Task requirements: Pull every line with "FilePreferences" from the data below and copy it.

(Stored items)

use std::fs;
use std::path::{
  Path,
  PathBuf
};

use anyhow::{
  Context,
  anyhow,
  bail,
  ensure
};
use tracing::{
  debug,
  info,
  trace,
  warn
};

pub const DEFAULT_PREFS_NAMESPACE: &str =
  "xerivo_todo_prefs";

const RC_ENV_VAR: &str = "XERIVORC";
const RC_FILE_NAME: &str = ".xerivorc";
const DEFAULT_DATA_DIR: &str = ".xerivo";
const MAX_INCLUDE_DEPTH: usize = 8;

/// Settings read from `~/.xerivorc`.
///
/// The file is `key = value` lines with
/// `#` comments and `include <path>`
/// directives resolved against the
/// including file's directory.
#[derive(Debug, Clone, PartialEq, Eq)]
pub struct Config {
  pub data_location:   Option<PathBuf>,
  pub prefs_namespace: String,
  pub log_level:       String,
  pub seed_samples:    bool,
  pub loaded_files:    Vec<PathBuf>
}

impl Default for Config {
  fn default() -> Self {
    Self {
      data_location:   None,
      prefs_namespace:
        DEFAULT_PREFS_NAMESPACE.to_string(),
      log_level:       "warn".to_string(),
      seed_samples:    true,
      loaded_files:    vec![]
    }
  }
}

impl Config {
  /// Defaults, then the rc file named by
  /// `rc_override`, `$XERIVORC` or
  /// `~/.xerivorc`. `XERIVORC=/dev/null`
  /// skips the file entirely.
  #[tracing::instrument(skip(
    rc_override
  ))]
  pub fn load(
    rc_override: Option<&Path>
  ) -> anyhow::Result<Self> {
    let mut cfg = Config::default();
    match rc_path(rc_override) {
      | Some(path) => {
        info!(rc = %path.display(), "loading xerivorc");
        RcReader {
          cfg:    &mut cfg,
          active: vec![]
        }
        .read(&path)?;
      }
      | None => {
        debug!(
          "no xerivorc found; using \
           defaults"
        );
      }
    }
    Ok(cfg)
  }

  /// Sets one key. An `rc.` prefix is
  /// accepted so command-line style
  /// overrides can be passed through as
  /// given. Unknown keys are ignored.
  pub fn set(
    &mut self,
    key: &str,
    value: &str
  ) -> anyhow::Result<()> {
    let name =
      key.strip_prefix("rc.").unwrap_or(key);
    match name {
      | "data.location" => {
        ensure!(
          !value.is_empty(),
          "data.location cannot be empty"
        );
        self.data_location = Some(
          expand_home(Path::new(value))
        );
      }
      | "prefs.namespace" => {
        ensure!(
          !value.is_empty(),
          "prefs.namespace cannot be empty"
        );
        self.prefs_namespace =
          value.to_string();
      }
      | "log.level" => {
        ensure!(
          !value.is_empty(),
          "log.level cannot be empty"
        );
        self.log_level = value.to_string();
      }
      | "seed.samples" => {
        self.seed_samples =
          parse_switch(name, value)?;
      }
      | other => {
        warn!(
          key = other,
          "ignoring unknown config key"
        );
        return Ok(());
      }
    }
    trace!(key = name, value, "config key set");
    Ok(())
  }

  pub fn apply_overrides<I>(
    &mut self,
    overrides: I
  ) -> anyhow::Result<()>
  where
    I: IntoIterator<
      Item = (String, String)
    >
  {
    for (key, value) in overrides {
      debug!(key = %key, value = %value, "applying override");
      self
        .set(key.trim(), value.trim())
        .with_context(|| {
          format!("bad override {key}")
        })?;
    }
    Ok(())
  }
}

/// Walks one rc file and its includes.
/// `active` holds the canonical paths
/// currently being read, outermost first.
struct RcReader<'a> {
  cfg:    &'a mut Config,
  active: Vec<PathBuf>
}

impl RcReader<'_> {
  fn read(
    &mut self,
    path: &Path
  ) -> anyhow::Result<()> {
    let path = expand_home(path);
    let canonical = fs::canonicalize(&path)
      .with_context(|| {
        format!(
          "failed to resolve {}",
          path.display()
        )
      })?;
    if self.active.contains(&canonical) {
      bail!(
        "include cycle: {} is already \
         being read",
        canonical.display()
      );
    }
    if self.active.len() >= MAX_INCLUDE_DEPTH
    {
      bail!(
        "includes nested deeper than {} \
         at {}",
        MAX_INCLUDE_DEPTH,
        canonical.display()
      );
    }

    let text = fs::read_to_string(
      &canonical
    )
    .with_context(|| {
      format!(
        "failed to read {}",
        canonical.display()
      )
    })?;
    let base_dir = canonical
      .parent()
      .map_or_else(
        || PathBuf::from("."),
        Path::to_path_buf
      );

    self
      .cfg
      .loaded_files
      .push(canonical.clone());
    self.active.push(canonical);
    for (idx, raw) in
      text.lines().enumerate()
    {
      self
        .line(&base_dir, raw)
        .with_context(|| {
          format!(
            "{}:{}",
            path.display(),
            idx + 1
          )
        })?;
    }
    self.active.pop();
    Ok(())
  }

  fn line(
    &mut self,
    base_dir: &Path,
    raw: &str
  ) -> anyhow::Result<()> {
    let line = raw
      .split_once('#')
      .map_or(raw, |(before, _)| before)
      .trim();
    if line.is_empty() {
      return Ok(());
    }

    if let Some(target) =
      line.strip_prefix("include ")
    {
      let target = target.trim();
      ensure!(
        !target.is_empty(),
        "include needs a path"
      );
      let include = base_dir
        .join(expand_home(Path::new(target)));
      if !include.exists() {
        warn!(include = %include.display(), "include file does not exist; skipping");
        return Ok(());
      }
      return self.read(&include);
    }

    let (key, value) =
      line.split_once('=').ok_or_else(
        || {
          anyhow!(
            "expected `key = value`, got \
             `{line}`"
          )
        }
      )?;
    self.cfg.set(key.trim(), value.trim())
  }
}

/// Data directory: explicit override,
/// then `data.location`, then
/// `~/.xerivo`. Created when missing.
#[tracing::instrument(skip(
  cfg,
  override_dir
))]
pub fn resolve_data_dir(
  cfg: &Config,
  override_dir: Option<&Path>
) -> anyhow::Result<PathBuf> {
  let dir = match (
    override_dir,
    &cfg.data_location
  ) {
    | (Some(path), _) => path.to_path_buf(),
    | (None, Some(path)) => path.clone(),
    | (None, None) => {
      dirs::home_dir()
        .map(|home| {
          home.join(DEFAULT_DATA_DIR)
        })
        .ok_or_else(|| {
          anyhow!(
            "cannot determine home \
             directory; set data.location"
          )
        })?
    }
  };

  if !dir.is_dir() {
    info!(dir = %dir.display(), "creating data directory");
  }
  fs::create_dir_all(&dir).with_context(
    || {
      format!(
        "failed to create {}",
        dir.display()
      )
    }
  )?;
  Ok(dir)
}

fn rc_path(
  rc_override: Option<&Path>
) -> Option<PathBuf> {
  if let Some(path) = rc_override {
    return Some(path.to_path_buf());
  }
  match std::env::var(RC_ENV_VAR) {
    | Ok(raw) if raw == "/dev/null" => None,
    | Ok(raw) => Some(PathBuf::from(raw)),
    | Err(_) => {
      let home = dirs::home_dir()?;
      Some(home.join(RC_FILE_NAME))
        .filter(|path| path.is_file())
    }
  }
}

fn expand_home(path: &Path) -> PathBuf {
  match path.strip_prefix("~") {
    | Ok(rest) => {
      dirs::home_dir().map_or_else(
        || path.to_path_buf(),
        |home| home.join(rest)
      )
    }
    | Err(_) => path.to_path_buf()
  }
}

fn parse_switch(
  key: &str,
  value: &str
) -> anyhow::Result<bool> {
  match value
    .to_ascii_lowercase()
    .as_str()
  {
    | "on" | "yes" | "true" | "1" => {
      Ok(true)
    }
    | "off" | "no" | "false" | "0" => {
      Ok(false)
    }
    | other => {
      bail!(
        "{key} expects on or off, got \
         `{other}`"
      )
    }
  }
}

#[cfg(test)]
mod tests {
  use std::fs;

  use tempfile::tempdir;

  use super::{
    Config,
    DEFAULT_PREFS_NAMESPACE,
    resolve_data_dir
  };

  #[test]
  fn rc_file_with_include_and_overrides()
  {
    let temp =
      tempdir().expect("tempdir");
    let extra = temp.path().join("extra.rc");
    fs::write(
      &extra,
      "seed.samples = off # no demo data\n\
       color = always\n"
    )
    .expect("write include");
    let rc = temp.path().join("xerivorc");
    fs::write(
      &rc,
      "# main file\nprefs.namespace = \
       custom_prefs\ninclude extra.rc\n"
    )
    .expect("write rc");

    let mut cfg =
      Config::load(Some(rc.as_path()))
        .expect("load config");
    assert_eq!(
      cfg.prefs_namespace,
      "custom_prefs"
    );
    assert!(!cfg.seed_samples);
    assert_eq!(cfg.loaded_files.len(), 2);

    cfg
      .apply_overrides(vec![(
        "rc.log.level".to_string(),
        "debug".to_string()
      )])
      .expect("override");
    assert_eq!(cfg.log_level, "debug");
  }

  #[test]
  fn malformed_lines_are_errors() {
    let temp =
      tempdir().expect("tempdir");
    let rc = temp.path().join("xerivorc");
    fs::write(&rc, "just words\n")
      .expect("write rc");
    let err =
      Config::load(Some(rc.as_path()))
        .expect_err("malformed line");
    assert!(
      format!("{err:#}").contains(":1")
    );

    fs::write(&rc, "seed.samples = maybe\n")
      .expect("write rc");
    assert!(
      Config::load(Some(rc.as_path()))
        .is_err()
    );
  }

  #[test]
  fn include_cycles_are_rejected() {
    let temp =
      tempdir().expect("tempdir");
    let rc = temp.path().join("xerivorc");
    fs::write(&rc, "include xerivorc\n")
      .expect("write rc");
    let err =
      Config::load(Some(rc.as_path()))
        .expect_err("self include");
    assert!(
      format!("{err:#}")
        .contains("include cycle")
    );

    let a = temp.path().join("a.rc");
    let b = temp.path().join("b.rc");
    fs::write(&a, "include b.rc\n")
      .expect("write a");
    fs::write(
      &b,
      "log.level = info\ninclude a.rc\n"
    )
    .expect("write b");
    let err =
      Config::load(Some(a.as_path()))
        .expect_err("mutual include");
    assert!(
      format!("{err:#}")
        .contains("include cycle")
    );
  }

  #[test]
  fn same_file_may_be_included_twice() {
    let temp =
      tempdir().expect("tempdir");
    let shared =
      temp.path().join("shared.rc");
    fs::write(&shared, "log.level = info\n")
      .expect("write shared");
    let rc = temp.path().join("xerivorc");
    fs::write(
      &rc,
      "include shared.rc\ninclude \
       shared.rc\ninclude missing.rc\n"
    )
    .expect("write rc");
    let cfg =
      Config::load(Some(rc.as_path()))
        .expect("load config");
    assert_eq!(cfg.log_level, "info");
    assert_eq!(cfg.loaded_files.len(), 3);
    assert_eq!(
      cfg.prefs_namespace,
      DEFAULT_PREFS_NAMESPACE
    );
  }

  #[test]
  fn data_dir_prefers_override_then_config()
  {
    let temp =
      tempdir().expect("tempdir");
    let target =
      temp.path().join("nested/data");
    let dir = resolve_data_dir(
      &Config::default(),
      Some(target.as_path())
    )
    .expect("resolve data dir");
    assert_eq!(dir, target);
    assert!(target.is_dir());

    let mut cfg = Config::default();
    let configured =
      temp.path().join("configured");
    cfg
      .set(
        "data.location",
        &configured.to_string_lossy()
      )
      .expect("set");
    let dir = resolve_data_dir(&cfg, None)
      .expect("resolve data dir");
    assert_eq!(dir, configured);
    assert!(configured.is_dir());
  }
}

...

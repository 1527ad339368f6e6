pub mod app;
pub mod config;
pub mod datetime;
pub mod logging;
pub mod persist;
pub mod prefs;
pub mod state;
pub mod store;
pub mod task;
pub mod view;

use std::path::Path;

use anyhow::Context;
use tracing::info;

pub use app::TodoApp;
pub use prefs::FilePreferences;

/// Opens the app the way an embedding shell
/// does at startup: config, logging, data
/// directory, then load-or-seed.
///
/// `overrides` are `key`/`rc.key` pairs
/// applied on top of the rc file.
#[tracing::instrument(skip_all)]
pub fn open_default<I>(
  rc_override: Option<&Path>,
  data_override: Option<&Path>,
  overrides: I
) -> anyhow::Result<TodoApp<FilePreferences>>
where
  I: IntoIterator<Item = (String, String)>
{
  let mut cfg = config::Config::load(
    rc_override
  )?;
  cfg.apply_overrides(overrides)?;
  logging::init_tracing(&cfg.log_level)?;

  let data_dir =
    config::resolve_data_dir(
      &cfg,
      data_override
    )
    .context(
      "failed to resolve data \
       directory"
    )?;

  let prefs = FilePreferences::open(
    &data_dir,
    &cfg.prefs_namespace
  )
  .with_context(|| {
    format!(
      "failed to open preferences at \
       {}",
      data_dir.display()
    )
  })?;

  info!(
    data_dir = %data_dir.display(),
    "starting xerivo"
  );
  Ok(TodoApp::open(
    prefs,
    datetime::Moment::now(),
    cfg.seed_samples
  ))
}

The completed task:
pub use prefs::FilePreferences;
) -> anyhow::Result<TodoApp<FilePreferences>>
  let prefs = FilePreferences::open(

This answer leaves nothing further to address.